Work request
Reproduce the entries shown below only from the line with "pub fn parse_filter_datetime(raw: &str)" down to the line with "#[must_use]", keeping both end lines and copying each one exactly.
━━━ Provided information
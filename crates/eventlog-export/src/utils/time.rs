use anyhow::{Result, anyhow, bail};
use time::format_description::well_known::Rfc3339;
use time::macros::format_description;
use time::{Date, OffsetDateTime, PrimitiveDateTime, UtcOffset};

const EPOCH_SECONDS_CUTOFF: i128 = 100_000_000_000;
const EPOCH_MILLIS_CUTOFF: i128 = 100_000_000_000_000;
const EPOCH_MICROS_CUTOFF: i128 = 100_000_000_000_000_000;

/// Parses a stored event timestamp. Naive date-times are taken as UTC.
pub fn parse_event_timestamp(raw: &str) -> Result<OffsetDateTime> {
    let candidate = raw.trim();
    if candidate.is_empty() {
        bail!("timestamp input is empty");
    }

    if let Ok(epoch_raw) = candidate.parse::<i64>() {
        return epoch_to_datetime(epoch_raw);
    }

    if let Ok(parsed) = OffsetDateTime::parse(candidate, &Rfc3339) {
        return Ok(parsed.to_offset(UtcOffset::UTC));
    }

    if let Some(naive) = parse_naive_datetime(candidate) {
        return Ok(naive.assume_utc());
    }

    bail!("unsupported timestamp format: {candidate}");
}

/// Converts an integer epoch, inferring seconds, millis, micros or nanos by magnitude.
pub fn epoch_to_datetime(epoch_raw: i64) -> Result<OffsetDateTime> {
    if epoch_raw < 0 {
        bail!("negative epoch values are not supported");
    }

    let epoch_raw = i128::from(epoch_raw);
    let nanos = if epoch_raw < EPOCH_SECONDS_CUTOFF {
        epoch_raw * 1_000_000_000
    } else if epoch_raw < EPOCH_MILLIS_CUTOFF {
        epoch_raw * 1_000_000
    } else if epoch_raw < EPOCH_MICROS_CUTOFF {
        epoch_raw * 1_000
    } else {
        epoch_raw
    };

    OffsetDateTime::from_unix_timestamp_nanos(nanos)
        .map_err(|error| anyhow!("epoch value out of range: {error}"))
}

/// Parses a filter boundary: a bare date (midnight) or a naive date-time.
pub fn parse_filter_datetime(raw: &str) -> Result<PrimitiveDateTime> {
    let candidate = raw.trim();
    if candidate.is_empty() {
        bail!("date input is empty");
    }

    if let Ok(date) = Date::parse(candidate, format_description!("[year]-[month]-[day]")) {
        return Ok(date.midnight());
    }

    parse_naive_datetime(candidate).ok_or_else(|| {
        anyhow!("unsupported date format: {candidate} (expected YYYY-MM-DD or YYYY-MM-DD HH:MM:SS)")
    })
}

#[must_use]
pub fn format_xes_timestamp(value: OffsetDateTime) -> String {
    let value = value.to_offset(UtcOffset::UTC);
    format!(
        "{:04}-{:02}-{:02}T{:02}:{:02}:{:02}.{:03}+00:00",
        value.year(),
        u8::from(value.month()),
        value.day(),
        value.hour(),
        value.minute(),
        value.second(),
        value.millisecond()
    )
}

fn parse_naive_datetime(candidate: &str) -> Option<PrimitiveDateTime> {
    let formats = [
        format_description!("[year]-[month]-[day] [hour]:[minute]:[second]"),
        format_description!("[year]-[month]-[day] [hour]:[minute]:[second].[subsecond]"),
        format_description!("[year]-[month]-[day]T[hour]:[minute]:[second]"),
        format_description!("[year]-[month]-[day]T[hour]:[minute]:[second].[subsecond]"),
    ];

    formats
        .iter()
        .find_map(|format| PrimitiveDateTime::parse(candidate, format).ok())
}

#[cfg(test)]
mod tests {
    use super::{
        epoch_to_datetime, format_xes_timestamp, parse_event_timestamp, parse_filter_datetime,
    };
    use time::macros::datetime;

    #[test]
    fn parses_sql_datetime_as_utc() {
        let parsed =
            parse_event_timestamp("2026-02-05 07:00:03").expect("sql datetime should parse");
        assert_eq!(parsed.unix_timestamp(), 1_770_274_803);
        assert_eq!(format_xes_timestamp(parsed), "2026-02-05T07:00:03.000+00:00");
    }

    #[test]
    fn parses_fractional_seconds() {
        let parsed = parse_event_timestamp("2026-02-05 07:00:03.250")
            .expect("fractional datetime should parse");
        assert_eq!(format_xes_timestamp(parsed), "2026-02-05T07:00:03.250+00:00");
    }

    #[test]
    fn parses_rfc3339_with_offset_into_utc() {
        let parsed = parse_event_timestamp("2026-02-05T09:00:03+02:00")
            .expect("rfc3339 should parse");
        assert_eq!(format_xes_timestamp(parsed), "2026-02-05T07:00:03.000+00:00");
    }

    #[test]
    fn infers_epoch_units() {
        let seconds = epoch_to_datetime(1_770_274_803).expect("seconds should parse");
        let millis = epoch_to_datetime(1_770_274_803_000).expect("millis should parse");
        let micros = epoch_to_datetime(1_770_274_803_000_000).expect("micros should parse");
        assert_eq!(seconds, millis);
        assert_eq!(millis, micros);
    }

    #[test]
    fn rejects_unsupported_timestamp() {
        let err = parse_event_timestamp("yesterday").expect_err("garbage should fail");
        assert!(err.to_string().contains("unsupported timestamp format"));
    }

    #[test]
    fn filter_dates_accept_bare_dates_and_datetimes() {
        let date = parse_filter_datetime("2024-03-01").expect("bare date should parse");
        assert_eq!(date, datetime!(2024-03-01 0:00));

        let parsed =
            parse_filter_datetime("2024-03-01T12:30:00").expect("datetime should parse");
        assert_eq!(parsed, datetime!(2024-03-01 12:30));
    }

    #[test]
    fn filter_dates_reject_other_shapes() {
        let err = parse_filter_datetime("03/01/2024").expect_err("us date should fail");
        assert!(err.to_string().contains("unsupported date format"));
    }
}
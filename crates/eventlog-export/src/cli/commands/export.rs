use anyhow::{Context, Result, bail};
use clap::{ArgGroup, Args};

use crate::config::ServiceConfig;
use crate::export::{ExportOutcome, ExportRequest, run_export};
use crate::models::FilterSpecification;
use crate::resolve::{RegistryClient, resolve_from_store};
use crate::store::EventStore;

#[derive(Debug, Clone, Args)]
#[command(group(ArgGroup::new("target").required(true).args(["resource", "bot"])))]
pub struct ExportArgs {
    /// Resource id to export; repeat for several.
    #[arg(long, value_name = "ID", num_args = 1..)]
    pub resource: Vec<String>,

    /// Export every resource registered under this bot name.
    #[arg(long, value_name = "NAME")]
    pub bot: Option<String>,

    /// Resolve `--bot` through the registry instead of the event store.
    #[arg(long, value_name = "URL", requires = "bot")]
    pub bot_manager_url: Option<String>,

    #[arg(long, value_name = "DATE")]
    pub start_date: Option<String>,

    #[arg(long, value_name = "DATE")]
    pub end_date: Option<String>,

    #[arg(long, default_value_t = false)]
    pub include_bot_messages: bool,

    #[arg(long, default_value_t = false)]
    pub include_life_cycle_start: bool,

    #[arg(long, default_value_t = false)]
    pub use_cache: bool,
}

/// Raised when the filters match nothing; `main` maps it to its own exit code.
#[derive(Debug, Clone, PartialEq, Eq)]
pub struct NoEventsExported {
    pub resource_ids: Vec<String>,
}

impl std::fmt::Display for NoEventsExported {
    fn fmt(&self, f: &mut std::fmt::Formatter<'_>) -> std::fmt::Result {
        write!(
            f,
            "no events found for resource ids [{}]",
            self.resource_ids.join(", ")
        )
    }
}

impl std::error::Error for NoEventsExported {}

pub fn run(args: &ExportArgs, config: &ServiceConfig) -> Result<()> {
    config.validate()?;
    let store = EventStore::open(config.paths.require_db_path()?, config.pool_size)?;
    let resource_ids = target_resource_ids(args, &store, config)?;

    let filters = FilterSpecification::new(&resource_ids)?
        .with_date_range(args.start_date.as_deref(), args.end_date.as_deref())?
        .with_bot_messages(args.include_bot_messages)
        .with_lifecycle_start(args.include_life_cycle_start);
    let request = ExportRequest {
        filters,
        use_cache: args.use_cache,
    };

    println!(
        "export: start resources={} output_dir={}",
        request.filters.resource_ids().join(","),
        config.paths.output_dir.display()
    );
    match run_export(&store, &config.paths.output_dir, &request)? {
        ExportOutcome::Cached(artifact) => {
            println!("export: cache hit");
            println!("{}", artifact.path.display());
        }
        ExportOutcome::Generated(artifact) => {
            println!("export: generated");
            println!("{}", artifact.path.display());
        }
        ExportOutcome::NoEvents => {
            return Err(NoEventsExported {
                resource_ids: request.filters.resource_ids().to_vec(),
            }
            .into());
        }
    }
    Ok(())
}

fn target_resource_ids(
    args: &ExportArgs,
    store: &EventStore,
    config: &ServiceConfig,
) -> Result<Vec<String>> {
    let Some(bot_name) = args.bot.as_deref() else {
        return Ok(args.resource.clone());
    };

    let resource_ids = match args.bot_manager_url.as_deref() {
        Some(endpoint) => {
            let registry = RegistryClient::new(config.registry_timeout)?;
            let runtime = tokio::runtime::Builder::new_current_thread()
                .enable_all()
                .build()
                .context("failed to start async runtime")?;
            runtime.block_on(registry.resolve(Some(endpoint), bot_name))?
        }
        None => resolve_from_store(store, bot_name)?,
    };
    if resource_ids.is_empty() {
        bail!("no resource ids found for bot `{bot_name}`");
    }
    Ok(resource_ids)
}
━━━━━━
Task output
pub fn parse_filter_datetime(raw: &str) -> Result<PrimitiveDateTime> {
    let candidate = raw.trim();
    if candidate.is_empty() {
        bail!("date input is empty");
    }

    if let Ok(date) = Date::parse(candidate, format_description!("[year]-[month]-[day]")) {
        return Ok(date.midnight());
    }

    parse_naive_datetime(candidate).ok_or_else(|| {
        anyhow!("unsupported date format: {candidate} (expected YYYY-MM-DD or YYYY-MM-DD HH:MM:SS)")
    })
}

#[must_use]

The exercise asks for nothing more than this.